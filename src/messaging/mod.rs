// Messaging - User notifications over a lock-free ring buffer

pub mod channels;
pub mod notification;

pub use channels::{NotificationConsumer, NotificationProducer, create_notification_channel};
pub use notification::{Notification, NotificationCategory, NotificationLevel};
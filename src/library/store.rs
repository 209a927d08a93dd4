// Key-value storage backends for the pattern library

use crate::library::LibraryError;
use std::cell::RefCell;
use std::collections::HashMap;
use std::fs;
use std::io::ErrorKind;
use std::path::{Path, PathBuf};

/// Opaque string store, the only thing the library needs from its host
pub trait KeyValueStore {
    fn get(&self, key: &str) -> Result<Option<String>, LibraryError>;
    fn set(&self, key: &str, value: &str) -> Result<(), LibraryError>;
    fn remove(&self, key: &str) -> Result<(), LibraryError>;
}

/// In-memory store, lost when dropped
#[derive(Debug, Default)]
pub struct MemoryStore {
    entries: RefCell<HashMap<String, String>>,
}

impl MemoryStore {
    pub fn new() -> Self {
        Self::default()
    }
}

impl KeyValueStore for MemoryStore {
    fn get(&self, key: &str) -> Result<Option<String>, LibraryError> {
        Ok(self.entries.borrow().get(key).cloned())
    }

    fn set(&self, key: &str, value: &str) -> Result<(), LibraryError> {
        self.entries
            .borrow_mut()
            .insert(key.to_string(), value.to_string());
        Ok(())
    }

    fn remove(&self, key: &str) -> Result<(), LibraryError> {
        self.entries.borrow_mut().remove(key);
        Ok(())
    }
}

/// Directory-backed store: one `<key>.json` file per key
#[derive(Debug, Clone)]
pub struct FileStore {
    root: PathBuf,
}

impl FileStore {
    pub fn new(root: impl Into<PathBuf>) -> Self {
        Self { root: root.into() }
    }

    pub fn root(&self) -> &Path {
        &self.root
    }

    fn path_for(&self, key: &str) -> PathBuf {
        self.root.join(format!("{key}.json"))
    }
}

impl KeyValueStore for FileStore {
    fn get(&self, key: &str) -> Result<Option<String>, LibraryError> {
        match fs::read_to_string(self.path_for(key)) {
            Ok(value) => Ok(Some(value)),
            Err(e) if e.kind() == ErrorKind::NotFound => Ok(None),
            Err(e) => Err(e.into()),
        }
    }

    fn set(&self, key: &str, value: &str) -> Result<(), LibraryError> {
        fs::create_dir_all(&self.root)?;
        let path = self.path_for(key);
        // Readers only ever see a complete file
        let tmp = path.with_extension("json.tmp");
        fs::write(&tmp, value)?;
        fs::rename(&tmp, &path)?;
        Ok(())
    }

    fn remove(&self, key: &str) -> Result<(), LibraryError> {
        match fs::remove_file(self.path_for(key)) {
            Ok(()) => Ok(()),
            Err(e) if e.kind() == ErrorKind::NotFound => Ok(()),
            Err(e) => Err(e.into()),
        }
    }
}

#[cfg(test)]
mod tests {
    use super::*;
    use tempfile::TempDir;

    fn exercise(store: &dyn KeyValueStore) {
        assert_eq!(store.get("groove_library").unwrap(), None);
        store.set("groove_library", "[]").unwrap();
        assert_eq!(store.get("groove_library").unwrap().as_deref(), Some("[]"));
        store.set("groove_library", "[1]").unwrap();
        assert_eq!(store.get("groove_library").unwrap().as_deref(), Some("[1]"));
        store.remove("groove_library").unwrap();
        assert_eq!(store.get("groove_library").unwrap(), None);
        store.remove("groove_library").unwrap();
    }

    #[test]
    fn test_memory_store() {
        exercise(&MemoryStore::new());
    }

    #[test]
    fn test_file_store() {
        let dir = TempDir::new().unwrap();
        let store = FileStore::new(dir.path().join("library"));
        exercise(&store);
    }

    #[test]
    fn test_file_store_creates_root() {
        let dir = TempDir::new().unwrap();
        let root = dir.path().join("nested").join("library");
        let store = FileStore::new(&root);
        store.set("groove_library", "[]").unwrap();
        assert!(root.join("groove_library.json").exists());
        assert!(!root.join("groove_library.json.tmp").exists());
    }
}
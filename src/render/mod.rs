// Render module - Contracts for the sound and display collaborators
// The sequencer only ever talks to these traits

pub mod capture;
pub mod router;

pub use capture::{CaptureSink, CaptureVisual, LogSink, RenderCall};
pub use router::{SoundSource, SourceRouter};

/// Preset ids offered by the instrument picker
pub const INSTRUMENTS: [&str; 16] = [
    "Kick 808",
    "Kick Punch",
    "Snare 808",
    "Snare Tight",
    "Ghost Snare",
    "Rim",
    "HiHat Closed",
    "HiHat Open",
    "HiHat Foot",
    "Tom 1",
    "Tom 2",
    "Floor Tom",
    "Ride",
    "Splash",
    "Clap",
    "Cowbell",
];

/// Reserved id for the metronome's downbeat click
pub const CLICK_ACCENT: &str = "Click Accent";

/// Reserved id for the metronome's other clicks
pub const CLICK: &str = "Click";

/// Whether `instrument_id` names a built-in preset or click
pub fn is_known_instrument(instrument_id: &str) -> bool {
    INSTRUMENTS.contains(&instrument_id) || instrument_id == CLICK || instrument_id == CLICK_ACCENT
}

#[derive(Debug, Clone, PartialEq, thiserror::Error)]
pub enum RenderError {
    #[error("Unknown instrument: {0}")]
    UnknownInstrument(String),

    #[error("Sample not available for {0}")]
    SampleUnavailable(String),

    #[error("Synthesis failed: {0}")]
    Synthesis(String),
}

/// Consumer of dispatch events
///
/// Calls may carry times arbitrarily far in the future and must return
/// without waiting for them.
pub trait RenderSink {
    /// Play `instrument_id` at audio time `time` with linear gain 0..=1
    fn render(&self, instrument_id: &str, time: f64, gain: f32) -> Result<(), RenderError>;

    /// Play a metronome click
    fn click(&self, time: f64, accent: bool, gain: f32) -> Result<(), RenderError> {
        let id = if accent { CLICK_ACCENT } else { CLICK };
        self.render(id, time, gain)
    }
}

/// Consumer of wall-clock-aligned position updates for the grid display
pub trait VisualSync {
    /// A step has become audible
    fn on_step_due(&self, step: usize, measure: usize);

    /// A metronome beat has become audible
    fn on_beat(&self, _beat: usize, _accent: bool) {}

    /// Playback stopped; drop the playing highlight
    fn clear_highlight(&self) {}
}

/// Visual sync that ignores every update (headless use)
#[derive(Debug, Clone, Copy, Default)]
pub struct NoVisual;

impl VisualSync for NoVisual {
    fn on_step_due(&self, _step: usize, _measure: usize) {}
}

#[cfg(test)]
mod tests {
    use super::*;

    #[test]
    fn test_catalogue() {
        assert_eq!(INSTRUMENTS.len(), 16);
        assert!(is_known_instrument("Cowbell"));
        assert!(is_known_instrument(CLICK_ACCENT));
        assert!(!is_known_instrument("Theremin"));
    }

    #[test]
    fn test_default_click_maps_to_reserved_ids() {
        let sink = CaptureSink::new();
        sink.click(1.0, true, 0.5).unwrap();
        sink.click(1.5, false, 0.5).unwrap();

        let ids: Vec<_> = sink.calls().into_iter().map(|c| c.instrument_id).collect();
        assert_eq!(ids, [CLICK_ACCENT, CLICK]);
    }
}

§ §

**Prompt:** The answer must consist of every line from the records above that holds "only".

**Your solution:**
/// Opaque string store, the only thing the library needs from its host
        // Readers only ever see a complete file
// The sequencer only ever talks to these traits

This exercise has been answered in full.